Designing a big data web app
https://softwareengineering.stackexchange.com/questions/387335
-
21-02-2021 - |
Frage
How do you design a website that allows users to query a large amount of user data, more specifically:
- there are ~100 million users with ~100TB of data, data is stored in HDFS (not a database)
- number of (concurrent) queries is not important, but each query should be as fast as possible
- support some simple queries such as: get user info by id, get accumulated data like monthly logins and monthly online time
- query result is little (1 number, or a few hundred rows) so frontend performance doesn't matter
I'm more interested in the thought process on how to approach this requirement. For example:
- at 100 users, what is the design?
- at 1,000,000 users, what needs to be changed?
- at 100,000,000 users, what is the design now?
I've searched around and see a lot of people talking about caching, load balancing,... Of course, those techniques are useful and can be used but how do you know it can help handling N users?
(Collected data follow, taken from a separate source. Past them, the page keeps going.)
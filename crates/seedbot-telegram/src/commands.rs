//! Inbound command recognition.
//!
//! Commands are recognized by unanchored patterns rather than by strict
//! command parsing: a message triggers every command whose pattern appears
//! anywhere in it, and text that matches nothing is ignored.

use std::sync::OnceLock;

use regex::{Captures, Regex};
use teloxide::utils::command::BotCommands;

/// Bot commands, as advertised in the chat client's command menu.
#[derive(BotCommands, Clone, Debug, PartialEq, Eq)]
#[command(rename_rule = "lowercase", description = "Available commands:")]
pub enum Command {
    #[command(description = "Greeting")]
    Start,

    #[command(description = "Show this help")]
    Help,

    #[command(description = "Check that the bot is alive")]
    Ping,

    #[command(description = "Basic system status")]
    Status,

    #[command(description = "List active, downloading or paused torrents")]
    Torrents,

    #[command(description = "Pause torrent: /pause <id>")]
    Pause(String),

    #[command(description = "Resume torrent: /resume <id>")]
    Resume(String),

    #[command(description = "Add a torrent: /add <magnet link>")]
    Add(String),
}

impl Command {
    /// Short name used in logs.
    pub fn name(&self) -> &'static str {
        match self {
            Command::Start => "start",
            Command::Help => "help",
            Command::Ping => "ping",
            Command::Status => "status",
            Command::Torrents => "torrents",
            Command::Pause(_) => "pause",
            Command::Resume(_) => "resume",
            Command::Add(_) => "add",
        }
    }
}

/// A compiled command pattern.
struct CommandPattern {
    regex: Regex,
    build: fn(&Captures<'_>) -> Command,
}

impl CommandPattern {
    fn new(pattern: &str, build: fn(&Captures<'_>) -> Command) -> Self {
        Self {
            regex: Regex::new(pattern).expect("Invalid command pattern"),
            build,
        }
    }
}

fn first_group(caps: &Captures<'_>) -> String {
    caps.get(1).map(|m| m.as_str().to_string()).unwrap_or_default()
}

fn patterns() -> &'static [CommandPattern] {
    static PATTERNS: OnceLock<Vec<CommandPattern>> = OnceLock::new();
    PATTERNS.get_or_init(|| {
        vec![
            CommandPattern::new(r"/start", |_| Command::Start),
            CommandPattern::new(r"/help", |_| Command::Help),
            CommandPattern::new(r"/ping", |_| Command::Ping),
            CommandPattern::new(r"/status", |_| Command::Status),
            CommandPattern::new(r"(?i)/torrents", |_| Command::Torrents),
            CommandPattern::new(r"/pause (\d+)", |c| Command::Pause(first_group(c))),
            CommandPattern::new(r"/resume (\d+)", |c| Command::Resume(first_group(c))),
            CommandPattern::new(r"(?i)/add (.+)", |c| Command::Add(first_group(c))),
        ]
    })
}

/// Every command triggered by `text`, in pattern order.
pub fn parse_commands(text: &str) -> Vec<Command> {
    patterns()
        .iter()
        .filter_map(|p| p.regex.captures(text).map(|caps| (p.build)(&caps)))
        .collect()
}

#[cfg(test)]
mod tests {
    use super::*;

    #[test]
    fn test_simple_commands() {
        assert_eq!(parse_commands("/start"), vec![Command::Start]);
        assert_eq!(parse_commands("/help"), vec![Command::Help]);
        assert_eq!(parse_commands("/ping"), vec![Command::Ping]);
        assert_eq!(parse_commands("/status"), vec![Command::Status]);
        assert_eq!(parse_commands("/torrents"), vec![Command::Torrents]);
    }

    #[test]
    fn test_torrents_is_case_insensitive() {
        assert_eq!(parse_commands("/TORRENTS"), vec![Command::Torrents]);
        assert!(parse_commands("/PING").is_empty());
    }

    #[test]
    fn test_pause_and_resume_require_digits() {
        assert_eq!(parse_commands("/pause 12"), vec![Command::Pause("12".to_string())]);
        assert_eq!(parse_commands("/resume 7"), vec![Command::Resume("7".to_string())]);
        assert!(parse_commands("/pause abc").is_empty());
        assert!(parse_commands("/pause").is_empty());
        assert!(parse_commands("/resume -3").is_empty());
    }

    #[test]
    fn test_add_captures_rest_of_line() {
        assert_eq!(
            parse_commands("/ADD  magnet:?xt=urn:btih:abc "),
            vec![Command::Add(" magnet:?xt=urn:btih:abc ".to_string())]
        );
        assert!(parse_commands("/add").is_empty());
    }

    #[test]
    fn test_unmatched_text() {
        assert!(parse_commands("hello there").is_empty());
        assert!(parse_commands("/unknown").is_empty());
    }

    #[test]
    fn test_patterns_are_unanchored() {
        assert_eq!(parse_commands("please /ping"), vec![Command::Ping]);
        assert_eq!(parse_commands("/start@seedbot_bot"), vec![Command::Start]);
        assert_eq!(
            parse_commands("/help /ping"),
            vec![Command::Help, Command::Ping]
        );
    }

    #[test]
    fn test_command_menu_lists_every_command() {
        assert_eq!(Command::bot_commands().len(), 8);
    }
}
Nobody seems to explain this point.
Lösung
It's fairly basic math.
The bottleneck is unlikely your database, but bandwidth.
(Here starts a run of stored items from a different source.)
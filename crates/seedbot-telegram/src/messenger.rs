//! Outbound message seam.

use async_trait::async_trait;
use teloxide::prelude::*;

use crate::error::Result;

/// Delivers plain-text messages to a chat.
#[async_trait]
pub trait Messenger: Send + Sync {
    async fn send_text(&self, chat_id: i64, text: &str) -> Result<()>;
}

#[async_trait]
impl Messenger for Bot {
    async fn send_text(&self, chat_id: i64, text: &str) -> Result<()> {
        self.send_message(ChatId(chat_id), text).await?;
        Ok(())
    }
}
Take your max bandwidth, divide by expected # of users, and subtract 15% for overhead.
If you really have unlimited bandwidth, then do the same calculation using your database throughput.
Andere Tipps
At this time in cloud tech, I would employ what others have already designed to handle data loads. Though you have a bit of data, I would put these data and future records into something akin to Google's BigQuery:
- Easy to query via SQL,
- Pay by query,
- Handles many, many pebibytes,
- Easily embedded into web/mobile app,
- Maintains cache already,
By design, there is some non-cached query inertia time, but I would run away fast from trying to design, scale, script, pay-for, and maintain all the above.